By: Sebastian Gutierrez (sum) 2012-05-08 11:02:52.237-0500

this is the free of the server

[root@SERVER ~]# free
            total       used       free     shared    buffers     cached
Mem:       8050748    2168432    5882316          0     198088    1644976
-/+ buffers/cache:     325368    7725380
Swap:     10289144          0   10289144



By: Matt Jordan (mjordan) 2012-05-08 11:08:51.416-0500

We require a complete debug log to help triage the issue. This document will provide instructions on how to collect debugging logs from an Asterisk machine for the purpose of helping bug marshals troubleshoot an issue: https://wiki.asterisk.org/wiki/display/AST/Collecting+Debug+Information

Interesting - if you can reproduce the error, can you attach a DEBUG log using the instructions provided above.  Please make sure that 'sip set debug on' is also enabled.

By: Sebastian Gutierrez (sum) 2012-05-08 12:44:22.756-0500

I will try to get a sip debug file, although is gona be large due to this is a production environment.


By: Matt Jordan (mjordan) 2012-05-08 12:53:32.918-0500

If the file is too large, do the following:

* Use split to separate the log into chunks
* Determine what chunks correspond to the time at which the crash occurs.  Tarball those up and attach them to the issue

We don't need the entire run history, just the SIP dialog history and what Asterisk was doing when the crash happened.

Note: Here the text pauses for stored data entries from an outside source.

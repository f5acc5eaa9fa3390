//! In-memory map surface for tests and examples.
//!
//! [`RecordingSurface`] keeps every layer in stacking order so assertions can
//! check what is drawn, in which order, and with which popup. Each new
//! surface starts with one base tile layer that no caller owns, mirroring a
//! real map widget.

use crate::surface::{
    LayerHandle, MapSurface, MarkerOptions, PolylineOptions, SurfaceContainer, SurfaceError,
    SurfaceFactory,
};
use crate::{Coordinate, ViewportSpec};

/// What a recorded layer depicts.
#[derive(Debug, Clone, PartialEq)]
pub enum RecordedContent {
    /// Base tiles present from creation.
    Base,
    /// A point marker.
    Marker {
        /// Marker position.
        position: Coordinate,
        /// Options it was added with.
        options: MarkerOptions,
    },
    /// A polyline.
    Polyline {
        /// Vertices in order.
        points: Vec<Coordinate>,
        /// Options it was added with.
        options: PolylineOptions,
    },
}

/// A layer held by a [`RecordingSurface`].
#[derive(Debug, Clone, PartialEq)]
pub struct RecordedLayer {
    /// Handle issued when the layer was added.
    pub handle: LayerHandle,
    /// Layer contents.
    pub content: RecordedContent,
    /// Bound popup HTML, if any.
    pub popup: Option<String>,
}

/// A [`MapSurface`] that records operations instead of drawing.
#[derive(Debug, Clone, PartialEq)]
pub struct RecordingSurface {
    container: String,
    layers: Vec<RecordedLayer>,
    view: Option<ViewportSpec>,
    next_handle: u64,
    add_limit: Option<usize>,
    adds: usize,
}

impl RecordingSurface {
    /// Create a surface holding only its base layer.
    #[must_use]
    pub fn new(container: impl Into<String>) -> Self {
        let mut surface = Self {
            container: container.into(),
            layers: Vec::new(),
            view: None,
            next_handle: 0,
            add_limit: None,
            adds: 0,
        };
        surface.push(RecordedContent::Base);
        surface
    }

    /// Reject every marker or polyline after the first `limit`.
    #[must_use]
    pub const fn with_add_limit(mut self, limit: usize) -> Self {
        self.add_limit = Some(limit);
        self
    }

    /// Container the surface was created in.
    #[must_use]
    pub fn container(&self) -> &str {
        &self.container
    }

    /// All layers, bottom first.
    #[must_use]
    pub fn layers(&self) -> &[RecordedLayer] {
        &self.layers
    }

    /// Layers other than base tiles, bottom first.
    pub fn overlays(&self) -> impl Iterator<Item = &RecordedLayer> {
        self.layers
            .iter()
            .filter(|layer| layer.content != RecordedContent::Base)
    }

    /// Number of layers other than base tiles.
    #[must_use]
    pub fn overlay_count(&self) -> usize {
        self.overlays().count()
    }

    /// Number of polylines.
    #[must_use]
    pub fn polyline_count(&self) -> usize {
        self.overlays()
            .filter(|layer| matches!(layer.content, RecordedContent::Polyline { .. }))
            .count()
    }

    /// Number of markers.
    #[must_use]
    pub fn marker_count(&self) -> usize {
        self.overlays()
            .filter(|layer| matches!(layer.content, RecordedContent::Marker { .. }))
            .count()
    }

    /// Look up a layer by handle.
    #[must_use]
    pub fn layer(&self, handle: LayerHandle) -> Option<&RecordedLayer> {
        self.layers.iter().find(|layer| layer.handle == handle)
    }

    /// Stacking position of `handle`, zero being the bottom.
    #[must_use]
    pub fn z_index(&self, handle: LayerHandle) -> Option<usize> {
        self.layers.iter().position(|layer| layer.handle == handle)
    }

    /// Last view applied.
    #[must_use]
    pub const fn view(&self) -> Option<&ViewportSpec> {
        self.view.as_ref()
    }

    /// Add a marker as a third party would, outside any manager.
    pub fn add_foreign_marker(&mut self, position: Coordinate) -> LayerHandle {
        self.push(RecordedContent::Marker {
            position,
            options: MarkerOptions {
                icon: crate::surface::MarkerIcon::Pin {
                    color: "#000000".to_owned(),
                },
                interactive: false,
            },
        })
    }

    fn push(&mut self, content: RecordedContent) -> LayerHandle {
        self.next_handle += 1;
        let handle = LayerHandle::new(self.next_handle);
        self.layers.push(RecordedLayer {
            handle,
            content,
            popup: None,
        });
        handle
    }

    fn admit(&mut self, operation: &'static str) -> Result<(), SurfaceError> {
        if let Some(limit) = self.add_limit
            && self.adds >= limit
        {
            return Err(SurfaceError::Rejected {
                operation,
                reason: format!("add limit of {limit} reached"),
            });
        }
        self.adds += 1;
        Ok(())
    }

    fn take(&mut self, handle: LayerHandle) -> Result<RecordedLayer, SurfaceError> {
        let index = self
            .z_index(handle)
            .ok_or(SurfaceError::UnknownLayer(handle))?;
        Ok(self.layers.remove(index))
    }
}

impl MapSurface for RecordingSurface {
    fn set_view(&mut self, viewport: &ViewportSpec) -> Result<(), SurfaceError> {
        self.view = Some(*viewport);
        Ok(())
    }

    fn add_marker(
        &mut self,
        position: Coordinate,
        options: &MarkerOptions,
    ) -> Result<LayerHandle, SurfaceError> {
        self.admit("add marker")?;
        Ok(self.push(RecordedContent::Marker {
            position,
            options: options.clone(),
        }))
    }

    fn add_polyline(
        &mut self,
        points: &[Coordinate],
        options: &PolylineOptions,
    ) -> Result<LayerHandle, SurfaceError> {
        self.admit("add polyline")?;
        Ok(self.push(RecordedContent::Polyline {
            points: points.to_vec(),
            options: options.clone(),
        }))
    }

    fn remove_layer(&mut self, handle: LayerHandle) -> Result<(), SurfaceError> {
        self.take(handle).map(drop)
    }

    fn bind_popup(&mut self, handle: LayerHandle, html: &str) -> Result<(), SurfaceError> {
        let layer = self
            .layers
            .iter_mut()
            .find(|layer| layer.handle == handle)
            .ok_or(SurfaceError::UnknownLayer(handle))?;
        layer.popup = Some(html.to_owned());
        Ok(())
    }

    fn bring_to_front(&mut self, handle: LayerHandle) -> Result<(), SurfaceError> {
        let layer = self.take(handle)?;
        self.layers.push(layer);
        Ok(())
    }

    fn bring_to_back(&mut self, handle: LayerHandle) -> Result<(), SurfaceError> {
        let layer = self.take(handle)?;
        let above_base = self
            .layers
            .iter()
            .take_while(|existing| existing.content == RecordedContent::Base)
            .count();
        self.layers.insert(above_base, layer);
        Ok(())
    }
}

/// Creates [`RecordingSurface`]s while its container is mounted.
#[derive(Debug, Clone, PartialEq, Eq)]
pub struct RecordingSurfaceFactory {
    mounted: bool,
    created: usize,
    add_limit: Option<usize>,
}

impl Default for RecordingSurfaceFactory {
    fn default() -> Self {
        Self {
            mounted: true,
            created: 0,
            add_limit: None,
        }
    }
}

impl RecordingSurfaceFactory {
    /// A factory whose container is not mounted yet.
    #[must_use]
    pub fn unmounted() -> Self {
        Self {
            mounted: false,
            ..Self::default()
        }
    }

    /// Surfaces created from now on reject adds beyond `limit`.
    #[must_use]
    pub const fn with_add_limit(mut self, limit: usize) -> Self {
        self.add_limit = Some(limit);
        self
    }

    /// Mark the container as mounted.
    pub const fn mount(&mut self) {
        self.mounted = true;
    }

    /// Mark the container as unmounted.
    pub const fn unmount(&mut self) {
        self.mounted = false;
    }

    /// Surfaces created so far.
    #[must_use]
    pub const fn created(&self) -> usize {
        self.created
    }
}

impl SurfaceFactory for RecordingSurfaceFactory {
    type Surface = RecordingSurface;

    fn create_surface(
        &mut self,
        container: &SurfaceContainer,
    ) -> Result<Self::Surface, SurfaceError> {
        if !self.mounted {
            return Err(SurfaceError::Unavailable {
                container: container.id().to_owned(),
            });
        }
        self.created += 1;
        let mut surface = RecordingSurface::new(container.id());
        surface.add_limit = self.add_limit;
        Ok(surface)
    }
}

By: Sebastian Gutierrez (sum) 2012-05-09 10:31:18.650-0500

This time the machine enter in deadlock as you can see on the txt the netstat to the port 5060 the udp queue start growing not being able to processs more, in the tar.gz you have full log with sip debug, at the end you can see when it stop working. I now have this same environment with don´t optimeze and  debug threads so if it happens again you can have all the information avaiable.

By: Sebastian Gutierrez (sum) 2012-05-09 10:54:30.561-0500

it crashes again I uploaded a backtrace full with dont optimize.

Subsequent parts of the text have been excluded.